Die deutliche Zunahme der Zahl an politischen und Generalstreiks in vielen europäischen Ländern belegt, wie bedeutend dieses Mittel heute für die Verteidigung der Interessen von abhängig Beschäftigten gegenüber Regierungen ist, die immer unverhüllter Kapitalinteressen vertreten. Die Zahl an politischen und Generalstreiks – hier verstanden als landesweite Streiks, die sich explizit gegen Regierungshandeln wie etwa Sozialabbau oder Rentenkürzungen richten – steigt in Westeuropa seit drei Jahrzehnten kontinuierlich an. In den 1980er Jahren führten die Gewerkschaften Westeuropas 18, in den 90er Jahren 26 und in den 2000er Jahren 37 Generalstreiks durch. Seit dem Ausbruch der gegenwärtigen Wirtschafts-, Finanz- und Währungskrise ist ihre Zahl noch einmal massiv gestiegen: Allein in den Jahren 2010 und 2011 griffen Gewerkschaften 24 Mal zum Mittel eines Generalstreiks, 2012 fanden bereits Generalstreiks in Griechenland, Belgien, Portugal und Spanien statt. Unangefochtener Spitzenreiter der westeuropäischen Generalstreikstatistik ist Griechenland, gefolgt von Italien, Frankreich, Belgien und Spanien. Aber auch in traditionell weniger streikfreudigen Ländern wurde dieses Mittel eingesetzt. Ein großes Problem stellt dabei die Ungleichzeitigkeit der Kürzungen in den einzelnen Ländern dar, die eine europaweite Synchronisierung der Streikbewegungen bisher verhindert. Im Sommer 2012 nahmen aber Initiativen namentlich der spanischen Gewerkschaften zu, die auf eine stärkere Koordinierung der politischen Streikaktivitäten in (Süd-)Europa abzielten.

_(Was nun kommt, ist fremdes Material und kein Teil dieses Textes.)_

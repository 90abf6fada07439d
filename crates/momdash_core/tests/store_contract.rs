use momdash_core::{
    Dashboard, DashboardConfig, InMemoryMeetingStore, MeetingDraft, MeetingPatch, MeetingStore,
    SqliteMeetingStore, StoreError,
};

const COLLECTION: &str = "meetings";

fn draft(title: &str) -> momdash_core::MeetingFields {
    MeetingDraft::new(title, "2024-01-05", "09:00").into_fields()
}

fn stores() -> Vec<(&'static str, Box<dyn MeetingStore>)> {
    vec![
        ("memory", Box::new(InMemoryMeetingStore::new())),
        ("sqlite", Box::new(SqliteMeetingStore::open_in_memory().unwrap())),
    ]
}

#[test]
fn subscribe_delivers_current_snapshot_immediately() {
    for (name, store) in stores() {
        store.insert(COLLECTION, &draft("Existing")).unwrap();

        let subscription = store.subscribe(COLLECTION).unwrap();
        let snapshot = subscription.drain_latest().expect("initial snapshot");
        assert_eq!(snapshot.len(), 1, "{name}");
        assert_eq!(snapshot[0].title, "Existing", "{name}");
        assert_eq!(subscription.collection(), COLLECTION);
    }
}

#[test]
fn every_write_publishes_a_full_ordered_snapshot() {
    for (name, store) in stores() {
        let subscription = store.subscribe(COLLECTION).unwrap();
        subscription.drain_latest();

        let first = store.insert(COLLECTION, &draft("First")).unwrap();
        let second = store.insert(COLLECTION, &draft("Second")).unwrap();
        assert_ne!(first, second, "{name}");

        let snapshot = subscription.drain_latest().expect("snapshot after inserts");
        let ids: Vec<_> = snapshot.iter().map(|m| m.id.as_str()).collect();
        assert_eq!(ids, vec![first.as_str(), second.as_str()], "{name}");
        assert!(snapshot.iter().all(|m| m.content.is_empty()), "{name}");

        store
            .update_partial(COLLECTION, &first, &MeetingPatch::content("## Notes"))
            .unwrap();
        let snapshot = subscription.drain_latest().expect("snapshot after update");
        assert_eq!(snapshot[0].content, "## Notes", "{name}");
        assert_eq!(snapshot[0].title, "First", "{name}");
        assert_eq!(snapshot[0].id, first, "update keeps order for {name}");

        store.delete(COLLECTION, &first).unwrap();
        let snapshot = subscription.drain_latest().expect("snapshot after delete");
        assert_eq!(snapshot.len(), 1, "{name}");
        assert_eq!(snapshot[0].id, second, "{name}");
    }
}

#[test]
fn partial_update_touches_only_named_fields() {
    for (name, store) in stores() {
        let id = store.insert(COLLECTION, &draft("Planning")).unwrap();
        store
            .update_partial(COLLECTION, &id, &MeetingPatch::content("body"))
            .unwrap();
        let patch = MeetingPatch {
            time: Some("14:00".to_string()),
            ..MeetingPatch::default()
        };
        store.update_partial(COLLECTION, &id, &patch).unwrap();

        let subscription = store.subscribe(COLLECTION).unwrap();
        let meeting = subscription.drain_latest().unwrap().remove(0);
        assert_eq!(meeting.title, "Planning", "{name}");
        assert_eq!(meeting.date, "2024-01-05", "{name}");
        assert_eq!(meeting.time, "14:00", "{name}");
        assert_eq!(meeting.content, "body", "{name}");
    }
}

#[test]
fn update_of_missing_document_is_not_found_and_delete_is_idempotent() {
    for (name, store) in stores() {
        let err = store
            .update_partial(COLLECTION, "missing", &MeetingPatch::content("x"))
            .unwrap_err();
        assert!(matches!(err, StoreError::NotFound { .. }), "{name}: {err}");

        store.delete(COLLECTION, "missing").unwrap();
    }
}

#[test]
fn collections_are_isolated_and_names_validated() {
    for (name, store) in stores() {
        let other = store.subscribe("archive").unwrap();
        other.drain_latest();
        store.insert(COLLECTION, &draft("Only here")).unwrap();
        assert!(other.drain_latest().is_none(), "{name}");

        let err = store.insert("Bad Name", &draft("x")).unwrap_err();
        assert!(matches!(err, StoreError::InvalidCollection(_)), "{name}");
    }
}

#[test]
fn dropped_subscription_stops_receiving() {
    let store = InMemoryMeetingStore::new();
    let subscription = store.subscribe(COLLECTION).unwrap();
    assert_eq!(store.subscriber_count(), 1);
    drop(subscription);
    assert_eq!(store.subscriber_count(), 0);
    store.insert(COLLECTION, &draft("After")).unwrap();
}

#[test]
fn sqlite_store_persists_documents_across_reopen() {
    let dir = tempfile::tempdir().unwrap();
    let path = dir.path().join("momdash.db");

    let id = {
        let store = SqliteMeetingStore::open(&path).unwrap();
        let id = store.insert(COLLECTION, &draft("Durable")).unwrap();
        store
            .update_partial(COLLECTION, &id, &MeetingPatch::content("- kept"))
            .unwrap();
        id
    };

    let store = SqliteMeetingStore::open(&path).unwrap();
    let meeting = store.get(COLLECTION, &id).unwrap().expect("meeting persisted");
    assert_eq!(meeting.title, "Durable");
    assert_eq!(meeting.content, "- kept");
    assert_eq!(store.snapshot(COLLECTION).unwrap().len(), 1);
}

#[test]
fn sqlite_store_get_distinguishes_present_and_absent() {
    let conn = rusqlite::Connection::open_in_memory().unwrap();
    let store = SqliteMeetingStore::try_new(conn).unwrap();
    let id = store.insert(COLLECTION, &draft("Fine")).unwrap();
    assert!(store.get(COLLECTION, &id).unwrap().is_some());
    assert!(store.get(COLLECTION, "absent").unwrap().is_none());
}

#[test]
fn sqlite_store_reports_documents_with_wrong_field_types() {
    let dir = tempfile::tempdir().unwrap();
    let path = dir.path().join("corrupt.db");
    let store = SqliteMeetingStore::open(&path).unwrap();

    let raw = rusqlite::Connection::open(&path).unwrap();
    raw.execute(
        "INSERT INTO documents (collection, id, body) VALUES ('meetings', 'bad', '{\"title\": 5}');",
        [],
    )
    .unwrap();

    let err = store.snapshot(COLLECTION).unwrap_err();
    assert!(matches!(err, StoreError::InvalidData(_)), "{err}");
    assert!(store.subscribe(COLLECTION).is_err());
}

fn assert_last_snapshot_is_current<S: MeetingStore + Sync>(name: &str, store: &S) {
    const WRITERS: usize = 4;
    const INSERTS_PER_WRITER: usize = 20;

    let subscription = store.subscribe(COLLECTION).unwrap();
    std::thread::scope(|scope| {
        for writer in 0..WRITERS {
            scope.spawn(move || {
                for n in 0..INSERTS_PER_WRITER {
                    store
                        .insert(COLLECTION, &draft(&format!("w{writer}-{n}")))
                        .unwrap();
                }
            });
        }
    });

    let last = subscription.drain_latest().expect("snapshots after writes");
    let current = store
        .subscribe(COLLECTION)
        .unwrap()
        .drain_latest()
        .expect("current snapshot");
    assert_eq!(current.len(), WRITERS * INSERTS_PER_WRITER, "{name}");
    assert_eq!(last, current, "{name}: last delivered snapshot is stale");
}

#[test]
fn concurrent_writers_leave_subscribers_on_the_newest_snapshot() {
    for round in 0..50 {
        let store = InMemoryMeetingStore::new();
        assert_last_snapshot_is_current(&format!("memory round {round}"), &store);
    }
    for round in 0..5 {
        let store = SqliteMeetingStore::open_in_memory().unwrap();
        assert_last_snapshot_is_current(&format!("sqlite round {round}"), &store);
    }
}

#[test]
fn sqlite_store_sees_writes_committed_by_another_connection() {
    let dir = tempfile::tempdir().unwrap();
    let path = dir.path().join("shared.db");
    let ui = SqliteMeetingStore::open(&path).unwrap();
    let cli = SqliteMeetingStore::open(&path).unwrap();

    let subscription = ui.subscribe(COLLECTION).unwrap();
    subscription.drain_latest();
    assert!(!ui.refresh(COLLECTION).unwrap());

    let id = cli.insert(COLLECTION, &draft("From CLI")).unwrap();
    assert!(subscription.drain_latest().is_none());
    assert!(ui.refresh(COLLECTION).unwrap());
    let snapshot = subscription.drain_latest().expect("snapshot after refresh");
    assert_eq!(snapshot.len(), 1);
    assert_eq!(snapshot[0].id, id);
    assert!(!ui.refresh(COLLECTION).unwrap());

    // Own writes publish directly and do not count as foreign changes.
    ui.update_partial(COLLECTION, &id, &MeetingPatch::content("local"))
        .unwrap();
    assert!(subscription.drain_latest().is_some());
    assert!(!ui.refresh(COLLECTION).unwrap());
}

#[test]
fn dashboard_on_shared_file_follows_other_clients() {
    let dir = tempfile::tempdir().unwrap();
    let path = dir.path().join("shared.db");
    let ui = SqliteMeetingStore::open(&path).unwrap();
    let cli = SqliteMeetingStore::open(&path).unwrap();

    let mut dashboard = Dashboard::new(&ui, DashboardConfig::default());
    dashboard.activate().unwrap();
    assert!(dashboard.meetings().is_empty());

    let id = cli.insert(COLLECTION, &draft("Standup")).unwrap();
    assert!(dashboard.poll_snapshots());
    assert_eq!(dashboard.meetings().len(), 1);
    assert!(!dashboard.poll_snapshots());

    cli.update_partial(COLLECTION, &id, &MeetingPatch::content("## Notes"))
        .unwrap();
    assert!(dashboard.poll_snapshots());
    assert_eq!(dashboard.meeting(&id).unwrap().content, "## Notes");

    cli.delete(COLLECTION, &id).unwrap();
    assert!(dashboard.poll_snapshots());
    assert!(dashboard.meetings().is_empty());
}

Vor dem Hintergrund des strukturellen Übergewichtes des Kapitals im Neoliberalismus und seinen vielfältigen Möglichkeiten zur Beeinflussung des Regierungshandelns in seinem Sinne (Lobbyismus, Parteienspenden, Erpressung mit der Drohung einer Verlagerung von Arbeitsplätzen, Dominanz der öffentlichen Meinung durch Medienkonzerne, etc.) spielen politischen Streiks nicht nur eine zunehmend wichtige Rolle zur Verteidigung der ökonomischen Interessen abhängig Beschäftigter, sondern auch als „Waffen im Kampf um die Demokratie“ . Denn nicht nur der Sozialstaat, sondern auch die Demokratie droht im Zuge der europäischen Schuldenkrise weiter ausgehöhlt zu werden: Fiskalpakte beschneiden die Haushaltsrechte nationaler Parlamente, eine Troika aus IWF, EZB und Europäischer Kommission diktiert Griechenland seine Sozial- und Wirtschaftspolitik, und in einigen Krisenländern kommen aus Technokraten gebildete faktische Notstandsregierungen an die Macht (wie die Regierung Papadimos in Griechenland und die Regierung Monti in Italien), die weitgehend ohne demokratische Kontrolle eine scharfe Kürzungspolitik im Interesse der ökonomischen Eliten durchsetzen. Unter diesen Bedingungen sind politische Streiks ein zentrales Mittel, um die Interessen der abhängig beschäftigten Bevölkerungsmehrheit zu artikulieren und der Durchsetzung der Interessen einer kleinen Bevölkerungsminderheit von Bankiers, Großunternehmern und Kapitaleignern entgegenzutreten. Sie stehen für den Versuch, dem einseitigen Einfluss des Kapitals auf Regierungshandeln den Einfluss der Lohnabhängigen entgegenzusetzen.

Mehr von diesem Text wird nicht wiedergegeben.